The team is comprised of personnel from the fitness centers, dining facilities, commissary, schools and medical community. While the first official meeting won’t be held until later this month, some changes already have been put into place.

"We’ve already started offering some healthier versions of popular items at the club [and other eateries]," Hancock said.

While some are obvious — such as the choice of wheat instead of white bread, fresh instead of canned fruit packed in sugary juices — many substitutions likely will go unnoticed.

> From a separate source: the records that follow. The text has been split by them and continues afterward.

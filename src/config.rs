//! Configuration management for llm-echo
//!
//! Parses TOML configuration files and provides typed access to settings.
//! Every field has a default matching the service's out-of-the-box behavior,
//! so the binary also runs without any configuration file present.

use crate::error::{AppError, AppResult};
use serde::{Deserialize, Serialize};
use std::path::Path;

/// Root configuration structure
#[derive(Debug, Clone, Default, Deserialize, Serialize)]
pub struct Config {
    #[serde(default)]
    pub server: ServerConfig,
    #[serde(default)]
    pub chat: ChatConfig,
    #[serde(default)]
    pub cors: CorsConfig,
    #[serde(default)]
    pub observability: ObservabilityConfig,
}

/// Server configuration
#[derive(Debug, Clone, Deserialize, Serialize)]
pub struct ServerConfig {
    #[serde(default = "default_host")]
    pub host: String,
    #[serde(default = "default_port")]
    pub port: u16,
}

impl Default for ServerConfig {
    fn default() -> Self {
        Self {
            host: default_host(),
            port: default_port(),
        }
    }
}

fn default_host() -> String {
    "0.0.0.0".to_string()
}

fn default_port() -> u16 {
    8001
}

/// Chat endpoint configuration
#[derive(Debug, Clone, Deserialize, Serialize)]
pub struct ChatConfig {
    /// Model identifier assumed when the request omits `model`
    ///
    /// The mock backend never invokes a model; this only fills the request's
    /// `model` field so a future provider integration has a value to send.
    #[serde(default = "default_model")]
    pub default_model: String,
}

impl Default for ChatConfig {
    fn default() -> Self {
        Self {
            default_model: default_model(),
        }
    }
}

fn default_model() -> String {
    "gpt-3.5-turbo".to_string()
}

/// CORS policy configuration
///
/// The default is a fully open policy (all origins, methods, and headers,
/// with credentials), suitable only for local and demo use. The policy is
/// injected into the router explicitly rather than hidden in middleware
/// defaults.
#[derive(Debug, Clone, Deserialize, Serialize)]
pub struct CorsConfig {
    /// Allowed origins; `["*"]` permits any origin
    #[serde(default = "default_allowed_origins")]
    pub allowed_origins: Vec<String>,
    /// Whether browsers may send credentials (cookies, auth headers)
    #[serde(default = "default_allow_credentials")]
    pub allow_credentials: bool,
}

impl CorsConfig {
    /// True when the policy permits any origin
    pub fn allows_any_origin(&self) -> bool {
        self.allowed_origins.iter().any(|o| o == "*")
    }
}

impl Default for CorsConfig {
    fn default() -> Self {
        Self {
            allowed_origins: default_allowed_origins(),
            allow_credentials: default_allow_credentials(),
        }
    }
}

fn default_allowed_origins() -> Vec<String> {
    vec!["*".to_string()]
}

fn default_allow_credentials() -> bool {
    true
}

/// Observability configuration
#[derive(Debug, Clone, Deserialize, Serialize)]
pub struct ObservabilityConfig {
    #[serde(default = "default_log_level")]
    pub log_level: String,
}

impl Default for ObservabilityConfig {
    fn default() -> Self {
        Self {
            log_level: default_log_level(),
        }
    }
}

fn default_log_level() -> String {
    "info".to_string()
}

impl Config {
    /// Load configuration from a TOML file
    ///
    /// Returns an error with file context if the file cannot be read or parsed.
    pub fn from_file<P: AsRef<Path>>(path: P) -> AppResult<Self> {
        let path = path.as_ref();
        let contents = std::fs::read_to_string(path).map_err(|e| {
            AppError::Config(format!("failed to read {}: {}", path.display(), e))
        })?;

        let config: Config = toml::from_str(&contents).map_err(|e| {
            AppError::Config(format!("failed to parse {}: {}", path.display(), e))
        })?;

        config.validate()?;
        Ok(config)
    }

    /// Load configuration from a file if it exists, otherwise use defaults
    ///
    /// Matches the behavior of the original service, which ran with no
    /// configuration at all.
    pub fn from_file_or_default<P: AsRef<Path>>(path: P) -> AppResult<Self> {
        let path = path.as_ref();
        if path.exists() {
            Self::from_file(path)
        } else {
            tracing::debug!(path = %path.display(), "No config file found, using defaults");
            Ok(Self::default())
        }
    }

    /// Validate configuration invariants
    pub fn validate(&self) -> AppResult<()> {
        if self.server.port == 0 {
            return Err(AppError::Config(
                "server.port must be non-zero".to_string(),
            ));
        }
        if self.chat.default_model.trim().is_empty() {
            return Err(AppError::Config(
                "chat.default_model must not be empty".to_string(),
            ));
        }
        if self.cors.allowed_origins.is_empty() {
            return Err(AppError::Config(
                "cors.allowed_origins must list at least one origin (use \"*\" for any)"
                    .to_string(),
            ));
        }
        Ok(())
    }
}
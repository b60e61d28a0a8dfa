//! llm-echo - Mock LLM chat API
//!
//! This library provides an HTTP service that mimics an LLM chat completion
//! endpoint by echoing back the last message of a submitted conversation.

pub mod cli;
pub mod config;
pub mod error;
pub mod handlers;
pub mod middleware;
pub mod telemetry;
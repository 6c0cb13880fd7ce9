//! Caesar and Bellaso substitution ciphers over a fixed character window.
//!
//! Both ciphers accept plaintext drawn from a contiguous range of code
//! points, by default space (`0x20`) through underscore (`0x5F`). They are
//! educational ciphers with no cryptographic strength.
//!
//! # Architecture
//!
//! ```text
//! Alphabet    (window bounds, bounds check, wraparound folding)
//!     ↓ used by
//! Caesar      (single integer offset)
//! Bellaso     (offset taken from a cyclic key string)
//!     ↓ both implement
//! TextCipher  (typed encrypt / decrypt)
//!     ↓ wrapped by
//! compat      (string-in, string-out functions with empty-string failures)
//! ```
//!
//! # Examples
//!
//! Typed API:
//!
//! ```
//! use classicrypt::{Bellaso, Caesar, ClassiCryptError, TextCipher};
//!
//! let caesar = Caesar::new(3);
//! assert_eq!(caesar.encrypt("HELLO").unwrap(), "KHOOR");
//!
//! let bellaso = Bellaso::new("CMSC203").unwrap();
//! let encrypted = bellaso.encrypt("MEET AT NOON").unwrap();
//! assert_eq!(bellaso.decrypt(&encrypted).unwrap(), "MEET AT NOON");
//!
//! assert!(matches!(
//!     caesar.encrypt("hello"),
//!     Err(ClassiCryptError::OutOfBounds { position: 0, character: 'h' })
//! ));
//! ```
//!
//! String interface:
//!
//! ```
//! use classicrypt::{decrypt_caesar, encrypt_caesar, string_in_bounds};
//!
//! assert!(string_in_bounds("HELLO"));
//! let encrypted = encrypt_caesar("HELLO", 3);
//! assert_eq!(decrypt_caesar(&encrypted, 3), "HELLO");
//! assert_eq!(encrypt_caesar("hello", 3), "");
//! ```

#![deny(clippy::all)]

pub mod alphabet;
pub mod error;

mod bellaso;
mod caesar;
mod cipher;
mod compat;

pub use alphabet::{Alphabet, Wraparound, LOWER_BOUND, RANGE, UPPER_BOUND};
pub use bellaso::Bellaso;
pub use caesar::Caesar;
pub use cipher::TextCipher;
pub use compat::{
    decrypt_bellaso, decrypt_caesar, encrypt_bellaso, encrypt_caesar, or_failure_marker,
    string_in_bounds, ENCRYPTION_FAILED,
};
pub use error::ClassiCryptError;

One example was the recent change to lower-fat cheese in the clubs and snack bars.

But if there will be a noticeable difference in taste or the item — for example, the choice of substitute eggs in coming months — customers will be informed and allowed to decide.

"But the people who care, and the people who do want to eat healthier because they know it directly affects them, and it affects their careers, it affects their lives, their children’s lives — they’ll now have more options," Hancock said.

In addition to the snack bars and restaurants, the team will be taking a look at squadron-level snack shops, which usually offer candy, chips and soda. Bradley stressed that people shouldn’t fear a sudden lack of things they like to eat, but simply the addition of healthful choices.

"We’re not going to try to get rid of anything. … People think that I’m this food-Nazi," Bradley joked.

Both Bradley and Hancock said it should be pretty obvious whether the program is working based on sales data and, more importantly, the body mass indexes, waist measurements and physical fitness pass rates.